The growing understanding of the importance of urban design on people’s general health has led the international group Walk Score to develop a method for rating how ‘walkable’ a suburb is. And the good news for those who live, or are thinking of purchasing property, in Melbourne’s inner-city suburbs is that many of these score very highly.
Walk Score rates Carlton 97 out of 100, while Fitzroy scores 96, and South Yarra and East Melbourne both rate 92.
What sets these suburbs apart is the fact that they are all ‘lifestyle’ suburbs. That is, popular amenities such as shops, restaurants, public transport, parks and schools are all easily accessible by foot.
With more well-heeled buyers increasingly looking to embrace ‘lifestyle’ living, many property experts believe these suburbs will pull ahead of more reserved suburbs that have lower walkability scores.
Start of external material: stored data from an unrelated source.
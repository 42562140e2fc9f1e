// Copyright (c) 2025 Geoffrey Huntley <ghuntley@ghuntley.com>. All rights reserved.
// SPDX-License-Identifier: Proprietary

//! Core domain types for the jobscout client layer.
//!
//! These are the wire records exchanged with the Job Processing API. Field
//! names mirror the backend JSON exactly, so every type here derives the
//! serde traits and nothing in this crate performs I/O.

pub mod job;
pub mod resume;
pub mod university;
pub mod user;

pub use job::Job;
pub use resume::{RecommendedJob, RecommendedSkill, ResumeAnalysis};
pub use university::{CourseMap, CourseStatistics, FacultyMap, UniversityStats, YearSeries};
pub use user::{Acknowledgement, User};
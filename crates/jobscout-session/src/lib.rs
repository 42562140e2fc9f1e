// Copyright (c) 2025 Geoffrey Huntley <ghuntley@ghuntley.com>. All rights reserved.
// SPDX-License-Identifier: Proprietary

//! Session gate for the jobscout shell.
//!
//! Ties the client layer and the route table together: a [`Session`] runs
//! the auth operations against the backend, tracks the signed-in user in
//! memory, and answers the shell's "may this navigation proceed" question
//! through [`Session::decide_navigation`].
//!
//! ```no_run
//! use jobscout_session::{ApiClient, Session};
//! use jobscout_client::{resolve_endpoint, EndpointConfig};
//!
//! # async fn demo() {
//! let endpoint = resolve_endpoint(EndpointConfig::default()).await;
//! let session = Session::new(ApiClient::new(endpoint));
//!
//! let verdict = session.decide_navigation("/resume");
//! assert!(!verdict.is_allowed());
//! # }
//! ```

pub mod session;

pub use session::{Session, SessionSnapshot, SessionState};

pub use jobscout_client::{ApiClient, ApiError, Result};
pub use jobscout_core::User;
pub use jobscout_nav::NavDecision;
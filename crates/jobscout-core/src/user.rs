// Copyright (c) 2025 Geoffrey Huntley <ghuntley@ghuntley.com>. All rights reserved.
// SPDX-License-Identifier: Proprietary

//! Account types for the authentication operations.

use serde::{Deserialize, Serialize};

/// An authenticated account as returned by `POST /login`.
///
/// The backend issues no token or cookie; holding a `User` in memory is the
/// whole session.
#[derive(Debug, Clone, PartialEq, Eq, Serialize, Deserialize)]
pub struct User {
	pub username: String,
	/// Skills extracted from the account's most recent resume upload.
	/// Empty until the user has uploaded a resume.
	#[serde(default)]
	pub skills: Vec<String>,
}

/// Acknowledgement body returned by `POST /signup`.
///
/// Registration does not establish a session. Callers follow up with a
/// login using the same credentials.
#[derive(Debug, Clone, PartialEq, Eq, Serialize, Deserialize)]
pub struct Acknowledgement {
	pub message: String,
}
// Copyright (c) 2025 Geoffrey Huntley <ghuntley@ghuntley.com>. All rights reserved.
// SPDX-License-Identifier: Proprietary

//! Job listing records.

use serde::{Deserialize, Serialize};

/// A single job listing from the Job Processing API.
#[derive(Debug, Clone, PartialEq, Eq, Serialize, Deserialize)]
pub struct Job {
	pub id: String,
	pub job_title: String,
	pub company: String,
	/// Posting date as the backend formats it, e.g. `"2023-07-15"`.
	pub date: String,
	pub job_link: String,
	#[serde(default)]
	pub skills: Vec<String>,
}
Research undertaken by the University of Melbourne’s McCaughey VicHealth Unit for Community Wellbeing also supports this finding.
In an interview with The Age newspaper, Professor Giles-Corti of the McCaughey VicHealth Unit stated, “Highly walkable environments are more economically attractive; we know that from evidence in the US. For every increase in walkability, the prices of housing go up.”
Billie Giles-Corti advises people to really consider a suburb’s ‘walkability’ when considering purchasing property.
“My challenge to people is to really think about the lifestyle that they want,” she said, offering the view that a smaller home in walking distance of shops and jobs could actually be a better option than a large house situated further out from these things.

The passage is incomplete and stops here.